**Your instructions:** The answer should be a single number: how many lines in the material contain "warn".

»»

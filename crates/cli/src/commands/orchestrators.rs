//! Orchestrator query commands

use anyhow::Result;
use siteinv_lib::{DriverCredentials, InventoryService, Orchestrator};
use tabled::Tabled;

use crate::output::{color_kind, mask_secret, or_dash, print_json, print_rows, OutputFormat};

/// Row for orchestrators table
#[derive(Tabled)]
struct OrchestratorRow {
    #[tabled(rename = "ID")]
    id: i64,
    #[tabled(rename = "Name")]
    name: String,
    #[tabled(rename = "Type")]
    kind: String,
    #[tabled(rename = "Site")]
    site: String,
    #[tabled(rename = "URI")]
    uri: String,
    #[tabled(rename = "Updated")]
    updated_at: String,
}

impl From<&Orchestrator> for OrchestratorRow {
    fn from(o: &Orchestrator) -> Self {
        Self {
            id: o.id,
            name: o.name.clone(),
            kind: color_kind(&o.kind),
            site: o.site.clone(),
            uri: or_dash(o.uri.as_deref()),
            updated_at: or_dash(o.updated_at.as_deref()),
        }
    }
}

/// Row for credentials table
#[derive(Tabled)]
struct CredentialsRow {
    #[tabled(rename = "NFVO")]
    nfvo_id: i64,
    #[tabled(rename = "Host")]
    host: String,
    #[tabled(rename = "Port")]
    port: u16,
    #[tabled(rename = "User")]
    user: String,
    #[tabled(rename = "Password")]
    password: String,
}

impl From<&DriverCredentials> for CredentialsRow {
    fn from(c: &DriverCredentials) -> Self {
        Self {
            nfvo_id: c.nfvo_id,
            host: c.host.clone(),
            port: c.port,
            user: c.user.clone(),
            password: mask_secret(&c.password),
        }
    }
}

pub async fn list_orchestrators(service: &InventoryService, format: OutputFormat) -> Result<()> {
    let orchestrators = service.list_orchestrators().await?;
    let rows = orchestrators.iter().map(OrchestratorRow::from).collect();
    print_rows(rows, &orchestrators, format, "No orchestrators found")
}

pub async fn get_orchestrator(
    service: &InventoryService,
    id: i64,
    format: OutputFormat,
) -> Result<()> {
    let orchestrator = service.get_orchestrator_by_id(id).await?;

    match format {
        OutputFormat::Json => print_json(&orchestrator)?,
        OutputFormat::Table => {
            println!("Orchestrator: {}", orchestrator.id);
            println!("  Name:    {}", orchestrator.name);
            println!("  Type:    {}", color_kind(&orchestrator.kind));
            println!("  Site:    {}", orchestrator.site);
            println!("  URI:     {}", or_dash(orchestrator.uri.as_deref()));
            println!("  Created: {}", or_dash(orchestrator.created_at.as_deref()));
            println!("  Updated: {}", or_dash(orchestrator.updated_at.as_deref()));
        }
    }

    Ok(())
}

/// The password is masked in table output and shown as is in JSON
pub async fn get_credentials(service: &InventoryService, id: i64, format: OutputFormat) -> Result<()> {
    let credentials = service.get_orchestrator_credentials(id).await?;
    let rows = vec![CredentialsRow::from(&credentials)];
    print_rows(rows, &credentials, format, "No credentials found")
}
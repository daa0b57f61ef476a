//! Per-orchestrator VIM reconciliation
//!
//! For every OSM orchestrator with credentials, the orchestrator's VIM list
//! is fetched through the driver and each VIM missing from the inventory is
//! created and then linked to the orchestrator.
//!
//! Deduplication relies on the lookup by native id only. Two adapters
//! sweeping at the same time can both miss the lookup and both create.

use crate::driver::{OrchestratorDriver, OsmVim};
use crate::error::InventoryError;
use crate::inventory::InventoryClient;
use crate::models::{OrchestratorRecord, VimAccount};
use crate::observability::{StructuredLogger, SyncMetrics};
use serde::Serialize;
use std::sync::Arc;
use tracing::{debug, info, warn};

/// Orchestrator type taking part in reconciliation
pub const OSM_TYPE: &str = "osm";

/// Per-orchestrator VIM counts
#[derive(Debug, Clone, Copy, Default, PartialEq, Eq, Serialize)]
pub struct VimSummary {
    pub created: usize,
    pub existing: usize,
    pub failed: usize,
    /// Created but the link to the orchestrator failed
    pub orphaned: usize,
}

impl VimSummary {
    fn record(&mut self, outcome: VimOutcome) {
        match outcome {
            VimOutcome::Created => self.created += 1,
            VimOutcome::Existing => self.existing += 1,
            VimOutcome::Failed => self.failed += 1,
            VimOutcome::Orphaned => self.orphaned += 1,
        }
    }

    fn merge(&mut self, other: &VimSummary) {
        self.created += other.created;
        self.existing += other.existing;
        self.failed += other.failed;
        self.orphaned += other.orphaned;
    }
}

#[derive(Debug, Clone, PartialEq, Eq, Serialize)]
#[serde(tag = "outcome", rename_all = "snake_case")]
pub enum OrchestratorOutcome {
    /// No credentials configured yet; nothing was contacted
    SkippedNoCredentials { nfvo_id: i64 },
    /// The inventory entry could not be decoded; `nfvo_id` is its raw id if any
    Malformed { nfvo_id: Option<i64>, error: String },
    DriverFailed { nfvo_id: i64, error: String },
    Reconciled { nfvo_id: i64, vims: VimSummary },
}

impl OrchestratorOutcome {
    pub fn nfvo_id(&self) -> Option<i64> {
        match self {
            Self::SkippedNoCredentials { nfvo_id }
            | Self::DriverFailed { nfvo_id, .. }
            | Self::Reconciled { nfvo_id, .. } => Some(*nfvo_id),
            Self::Malformed { nfvo_id, .. } => *nfvo_id,
        }
    }
}

/// Result of one sweep over every OSM orchestrator
#[derive(Debug, Clone, Default, PartialEq, Eq, Serialize)]
pub struct SweepReport {
    pub outcomes: Vec<OrchestratorOutcome>,
}

impl SweepReport {
    /// VIM counts summed over reconciled orchestrators
    pub fn totals(&self) -> VimSummary {
        let mut totals = VimSummary::default();
        for outcome in &self.outcomes {
            if let OrchestratorOutcome::Reconciled { vims, .. } = outcome {
                totals.merge(vims);
            }
        }
        totals
    }
}

#[derive(Debug, Clone, Copy, PartialEq, Eq)]
enum VimOutcome {
    Created,
    Existing,
    Failed,
    Orphaned,
}

/// Inventory payload for a VIM reported by OSM
pub fn vim_account_for(vim: &OsmVim) -> VimAccount {
    VimAccount {
        vim_account_nfvo_id: vim.id.clone(),
        name: vim.name.clone(),
        kind: vim.vim_type.clone(),
        uri: vim.vim_url.clone(),
        tenant: vim.vim_tenant_name.clone(),
    }
}

/// Brings the inventory's VIM accounts up to date with each orchestrator
pub struct VimReconciler {
    inventory: Arc<InventoryClient>,
    driver: Arc<dyn OrchestratorDriver>,
    metrics: SyncMetrics,
    logger: StructuredLogger,
}

impl VimReconciler {
    pub fn new(inventory: Arc<InventoryClient>, driver: Arc<dyn OrchestratorDriver>) -> Self {
        let logger = StructuredLogger::new(inventory.base_url().as_str());
        Self {
            inventory,
            driver,
            metrics: SyncMetrics::new(),
            logger,
        }
    }

    pub fn metrics(&self) -> &SyncMetrics {
        &self.metrics
    }

    pub fn logger(&self) -> &StructuredLogger {
        &self.logger
    }

    /// Reconcile every OSM orchestrator.
    ///
    /// Only the enumeration step can fail the sweep; undecodable records,
    /// per-orchestrator and per-VIM failures are logged and reported in the
    /// outcomes.
    pub async fn sweep(&self) -> Result<SweepReport, InventoryError> {
        let entries = self.inventory.find_orchestrators_by_type(OSM_TYPE).await?;
        debug!(count = entries.len(), "Enumerated OSM orchestrators");

        let mut report = SweepReport::default();
        for entry in entries {
            let outcome = match entry {
                Ok(orchestrator) => self.reconcile_orchestrator(&orchestrator).await,
                Err(malformed) => {
                    self.metrics.inc_malformed_records();
                    warn!(
                        nfvo_id = ?malformed.id,
                        error = %malformed.error,
                        "Skipping undecodable orchestrator record"
                    );
                    OrchestratorOutcome::Malformed {
                        nfvo_id: malformed.id,
                        error: malformed.error,
                    }
                }
            };
            report.outcomes.push(outcome);
        }
        Ok(report)
    }

    /// Reconcile the VIM list of a single orchestrator
    pub async fn reconcile_orchestrator(&self, orchestrator: &OrchestratorRecord) -> OrchestratorOutcome {
        let nfvo_id = orchestrator.id;
        let Some(credentials) = orchestrator.driver_credentials() else {
            debug!(nfvo_id = nfvo_id, "Orchestrator has no credentials, skipping");
            return OrchestratorOutcome::SkippedNoCredentials { nfvo_id };
        };

        let listing = match self.driver.vim_list(&credentials).await {
            Ok(listing) => listing,
            Err(e) => {
                self.metrics.inc_driver_errors();
                self.logger.log_driver_failure(
                    nfvo_id,
                    &credentials.host,
                    credentials.port,
                    &e.to_string(),
                );
                return OrchestratorOutcome::DriverFailed {
                    nfvo_id,
                    error: e.to_string(),
                };
            }
        };

        let mut vims = VimSummary::default();
        for vim in &listing.vims {
            let outcome = self.reconcile_vim(nfvo_id, vim, orchestrator.self_href()).await;
            vims.record(outcome);
        }

        self.metrics.inc_orchestrators_reconciled();
        OrchestratorOutcome::Reconciled { nfvo_id, vims }
    }

    async fn reconcile_vim(&self, nfvo_id: i64, vim: &OsmVim, owner_href: &str) -> VimOutcome {
        match self.inventory.find_vim_by_native_id(&vim.id).await {
            Ok(Some(_)) => {
                info!(vim_id = %vim.id, "VIM found in site inventory, skip");
                self.metrics.inc_vims_skipped();
                return VimOutcome::Existing;
            }
            Ok(None) => {}
            Err(e) => {
                warn!(nfvo_id = nfvo_id, vim_id = %vim.id, error = %e, "VIM lookup failed");
                self.metrics.inc_vim_errors();
                return VimOutcome::Failed;
            }
        }

        let created = match self.inventory.create_vim(&vim_account_for(vim)).await {
            Ok(created) => created,
            Err(e) => {
                warn!(nfvo_id = nfvo_id, vim_id = %vim.id, error = %e, "VIM creation failed");
                self.metrics.inc_vim_errors();
                return VimOutcome::Failed;
            }
        };

        // No rollback: a failed link leaves the account in the inventory
        match self
            .inventory
            .link_vim_to_orchestrator(created.owner_link(), owner_href)
            .await
        {
            Ok(()) => {
                self.metrics.inc_vims_created();
                VimOutcome::Created
            }
            Err(e) => {
                self.metrics.inc_vim_link_failures();
                self.logger
                    .log_orphaned_vim(nfvo_id, &vim.id, created.self_href(), &e.to_string());
                VimOutcome::Orphaned
            }
        }
    }
}
//! VIM synchronization between OSM orchestrators and the site inventory
//!
//! This module provides:
//! - The per-orchestrator VIM reconciler (lookup, create, link)
//! - The interval scheduler driving full sweeps

mod reconciler;
mod scheduler;


pub use reconciler::{
    vim_account_for, OrchestratorOutcome, SweepReport, VimReconciler, VimSummary, OSM_TYPE,
};
pub use scheduler::{SyncScheduler, DEFAULT_SYNC_INTERVAL};
//! Health tracking for the sync adapter
//!
//! Components report their status here; the daemon exposes the result on
//! its liveness and readiness endpoints together with the last sweep.

use serde::{Deserialize, Serialize};
use std::collections::HashMap;
use std::sync::Arc;
use tokio::sync::RwLock;

/// Health status of a component
#[derive(Debug, Clone, Copy, PartialEq, Eq, Serialize, Deserialize)]
#[serde(rename_all = "lowercase")]
pub enum ComponentStatus {
    Healthy,
    /// Reachable only intermittently; sweeps keep being attempted
    Degraded,
    Unhealthy,
}

#[derive(Debug, Clone, Serialize, Deserialize)]
pub struct ComponentHealth {
    pub status: ComponentStatus,
    #[serde(skip_serializing_if = "Option::is_none")]
    pub message: Option<String>,
    pub last_check_timestamp: i64,
}

impl ComponentHealth {
    fn with_status(status: ComponentStatus, message: Option<String>) -> Self {
        Self {
            status,
            message,
            last_check_timestamp: chrono::Utc::now().timestamp(),
        }
    }

    pub fn healthy() -> Self {
        Self::with_status(ComponentStatus::Healthy, None)
    }

    pub fn degraded(message: impl Into<String>) -> Self {
        Self::with_status(ComponentStatus::Degraded, Some(message.into()))
    }

    pub fn unhealthy(message: impl Into<String>) -> Self {
        Self::with_status(ComponentStatus::Unhealthy, Some(message.into()))
    }
}

/// Outcome of the most recent sweep
#[derive(Debug, Clone, PartialEq, Eq, Serialize, Deserialize)]
pub struct SweepSummary {
    pub finished_at: i64,
    pub completed: bool,
    pub orchestrators: usize,
    pub vims_created: usize,
    pub vims_failed: usize,
}

#[derive(Debug, Clone, Serialize, Deserialize)]
pub struct HealthResponse {
    pub status: ComponentStatus,
    pub components: HashMap<String, ComponentHealth>,
    #[serde(skip_serializing_if = "Option::is_none")]
    pub last_sweep: Option<SweepSummary>,
}

impl HealthResponse {
    /// Worst component status wins
    pub fn compute_status(components: &HashMap<String, ComponentHealth>) -> ComponentStatus {
        components
            .values()
            .map(|health| health.status)
            .max_by_key(|status| match status {
                ComponentStatus::Healthy => 0,
                ComponentStatus::Degraded => 1,
                ComponentStatus::Unhealthy => 2,
            })
            .unwrap_or(ComponentStatus::Healthy)
    }
}

#[derive(Debug, Clone, Serialize, Deserialize)]
pub struct ReadinessResponse {
    pub ready: bool,
    #[serde(skip_serializing_if = "Option::is_none")]
    pub reason: Option<String>,
}

/// Component names for health tracking
pub mod components {
    pub const INVENTORY: &str = "inventory";
    pub const SCHEDULER: &str = "scheduler";
}

#[derive(Debug, Default)]
struct HealthState {
    components: HashMap<String, ComponentHealth>,
    last_sweep: Option<SweepSummary>,
    ready: bool,
}

/// Shared registry of component health
#[derive(Debug, Clone, Default)]
pub struct HealthRegistry {
    state: Arc<RwLock<HealthState>>,
}

impl HealthRegistry {
    pub fn new() -> Self {
        Self::default()
    }

    /// Register a component with initial healthy status
    pub async fn register(&self, name: &str) {
        self.update(name, ComponentHealth::healthy()).await;
    }

    pub async fn update(&self, name: &str, health: ComponentHealth) {
        let mut state = self.state.write().await;
        state.components.insert(name.to_string(), health);
    }

    pub async fn set_healthy(&self, name: &str) {
        self.update(name, ComponentHealth::healthy()).await;
    }

    pub async fn set_degraded(&self, name: &str, message: impl Into<String>) {
        self.update(name, ComponentHealth::degraded(message)).await;
    }

    pub async fn set_unhealthy(&self, name: &str, message: impl Into<String>) {
        self.update(name, ComponentHealth::unhealthy(message)).await;
    }

    pub async fn set_ready(&self, ready: bool) {
        self.state.write().await.ready = ready;
    }

    pub async fn record_sweep(&self, summary: SweepSummary) {
        self.state.write().await.last_sweep = Some(summary);
    }

    pub async fn health(&self) -> HealthResponse {
        let state = self.state.read().await;
        HealthResponse {
            status: HealthResponse::compute_status(&state.components),
            components: state.components.clone(),
            last_sweep: state.last_sweep.clone(),
        }
    }

    pub async fn readiness(&self) -> ReadinessResponse {
        let state = self.state.read().await;
        let status = HealthResponse::compute_status(&state.components);

        let reason = if !state.ready {
            Some("Scheduler not yet started")
        } else if status == ComponentStatus::Unhealthy {
            Some("Critical component unhealthy")
        } else {
            None
        };

        ReadinessResponse {
            ready: reason.is_none(),
            reason: reason.map(str::to_string),
        }
    }
}

#[cfg(test)]
mod tests {
    use super::*;

    #[tokio::test]
    async fn test_health_registry_initial_state() {
        let registry = HealthRegistry::new();
        let health = registry.health().await;

        assert_eq!(health.status, ComponentStatus::Healthy);
        assert!(health.components.is_empty());
        assert!(health.last_sweep.is_none());
    }

    #[tokio::test]
    async fn test_degraded_inventory_degrades_overall() {
        let registry = HealthRegistry::new();
        registry.register(components::INVENTORY).await;
        registry.register(components::SCHEDULER).await;

        registry
            .set_degraded(components::INVENTORY, "connection refused")
            .await;

        let health = registry.health().await;
        assert_eq!(health.status, ComponentStatus::Degraded);
        assert_eq!(
            health.components[components::INVENTORY].message.as_deref(),
            Some("connection refused")
        );
    }

    #[tokio::test]
    async fn test_unhealthy_beats_degraded() {
        let registry = HealthRegistry::new();
        registry.set_degraded(components::INVENTORY, "slow").await;
        registry.set_unhealthy(components::SCHEDULER, "stopped").await;

        assert_eq!(registry.health().await.status, ComponentStatus::Unhealthy);
    }

    #[tokio::test]
    async fn test_record_sweep() {
        let registry = HealthRegistry::new();
        let summary = SweepSummary {
            finished_at: 1,
            completed: true,
            orchestrators: 2,
            vims_created: 3,
            vims_failed: 0,
        };
        registry.record_sweep(summary.clone()).await;

        assert_eq!(registry.health().await.last_sweep, Some(summary));
    }

    #[tokio::test]
    async fn test_readiness_requires_start() {
        let registry = HealthRegistry::new();
        assert!(!registry.readiness().await.ready);

        registry.set_ready(true).await;
        assert!(registry.readiness().await.ready);
    }

    #[tokio::test]
    async fn test_readiness_not_ready_when_unhealthy() {
        let registry = HealthRegistry::new();
        registry.register(components::SCHEDULER).await;
        registry.set_ready(true).await;
        registry
            .set_unhealthy(components::SCHEDULER, "task panicked")
            .await;

        let readiness = registry.readiness().await;
        assert!(!readiness.ready);
        assert_eq!(
            readiness.reason.as_deref(),
            Some("Critical component unhealthy")
        );
    }
}
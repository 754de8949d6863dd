//! Prompt policy for notification permission requests.
//!
//! The decision is a pure function of the stored record, the platform
//! permission status, the session signal and the current time. Nothing here
//! touches storage; the engine persists whatever the policy decides.

use chrono::{DateTime, Utc};
use serde::{Deserialize, Serialize};

use crate::config::PromptConfig;
use crate::core::record::{PermissionPromptRecord, PermissionStatus};

/// Throttling thresholds for the permission prompt.
#[derive(Debug, Clone, Copy, PartialEq, Eq)]
pub struct PromptPolicy {
    /// Application starts required before the first prompt.
    pub min_session_count: u32,
    /// Whole days required between prompts.
    pub interval_days: u32,
}

impl Default for PromptPolicy {
    fn default() -> Self {
        Self::from_config(&PromptConfig::default())
    }
}

impl PromptPolicy {
    pub fn new(min_session_count: u32, interval_days: u32) -> Self {
        Self {
            min_session_count,
            interval_days,
        }
    }

    pub fn from_config(config: &PromptConfig) -> Self {
        Self::new(config.min_session_count, config.interval_days)
    }

    /// Whether the prompt should be shown now.
    pub fn should_prompt(
        &self,
        record: &PermissionPromptRecord,
        status: PermissionStatus,
        has_active_session: bool,
        now: DateTime<Utc>,
    ) -> bool {
        self.blocker(record, status, has_active_session, now).is_none()
    }

    /// Evaluate the policy and report the first rule that blocks the prompt.
    pub fn evaluate(
        &self,
        record: &PermissionPromptRecord,
        status: PermissionStatus,
        has_active_session: bool,
        now: DateTime<Utc>,
    ) -> PromptDecision {
        match self.blocker(record, status, has_active_session, now) {
            None => PromptDecision::prompt(),
            Some(blocker) => PromptDecision::blocked(blocker),
        }
    }

    fn blocker(
        &self,
        record: &PermissionPromptRecord,
        status: PermissionStatus,
        has_active_session: bool,
        now: DateTime<Utc>,
    ) -> Option<PromptBlocker> {
        if status != PermissionStatus::Default {
            return Some(PromptBlocker::PermissionDecided { status });
        }

        if record.permanently_dismissed {
            return Some(PromptBlocker::PermanentlyDismissed);
        }

        if record.session_count < self.min_session_count {
            return Some(PromptBlocker::TooFewSessions {
                seen: record.session_count,
                required: self.min_session_count,
            });
        }

        if !has_active_session {
            return Some(PromptBlocker::NoActiveSession);
        }

        if let Some(days) = record.days_since_last_prompt(now) {
            if days < i64::from(self.interval_days) {
                return Some(PromptBlocker::CoolingDown {
                    days_since: days,
                    required: self.interval_days,
                });
            }
        }

        None
    }
}

/// Why the prompt is not shown.
#[derive(Debug, Clone, Copy, PartialEq, Eq, Serialize, Deserialize)]
#[serde(tag = "rule", rename_all = "snake_case")]
pub enum PromptBlocker {
    /// Platform status is granted, denied or unsupported.
    PermissionDecided { status: PermissionStatus },
    /// User asked never to be prompted again.
    PermanentlyDismissed,
    /// Not enough application starts yet.
    TooFewSessions { seen: u32, required: u32 },
    /// No logical user session exists.
    NoActiveSession,
    /// Last prompt is too recent.
    CoolingDown { days_since: i64, required: u32 },
    /// The prompt was already answered in this session.
    AnsweredThisSession,
}

/// Outcome of a policy evaluation.
#[derive(Debug, Clone, Copy, PartialEq, Eq, Serialize, Deserialize)]
pub struct PromptDecision {
    pub should_prompt: bool,
    #[serde(skip_serializing_if = "Option::is_none")]
    pub blocker: Option<PromptBlocker>,
}

impl PromptDecision {
    pub fn prompt() -> Self {
        Self {
            should_prompt: true,
            blocker: None,
        }
    }

    pub fn blocked(blocker: PromptBlocker) -> Self {
        Self {
            should_prompt: false,
            blocker: Some(blocker),
        }
    }
}

impl Default for PromptDecision {
    /// Nothing evaluated yet: do not prompt.
    fn default() -> Self {
        Self::blocked(PromptBlocker::TooFewSessions {
            seen: 0,
            required: PromptPolicy::default().min_session_count,
        })
    }
}

/// The user's answer to a shown prompt.
#[derive(Debug, Clone, Copy, PartialEq, Eq, Serialize, Deserialize)]
#[serde(rename_all = "snake_case")]
pub enum PromptResponse {
    /// User agreed; subscription is attempted.
    Accept,
    /// "Not now": eligible again after the interval.
    Dismiss,
    /// "Never": no further prompts until reset.
    DismissPermanently,
}

impl PromptResponse {
    /// Apply the response to the prompt history.
    ///
    /// Every response stamps the prompt; only a permanent dismissal sets the
    /// opt-out flag.
    pub fn apply(self, record: &mut PermissionPromptRecord, now: DateTime<Utc>) {
        record.record_prompt(now, self == PromptResponse::DismissPermanently);
    }
}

««

**Written response:** 4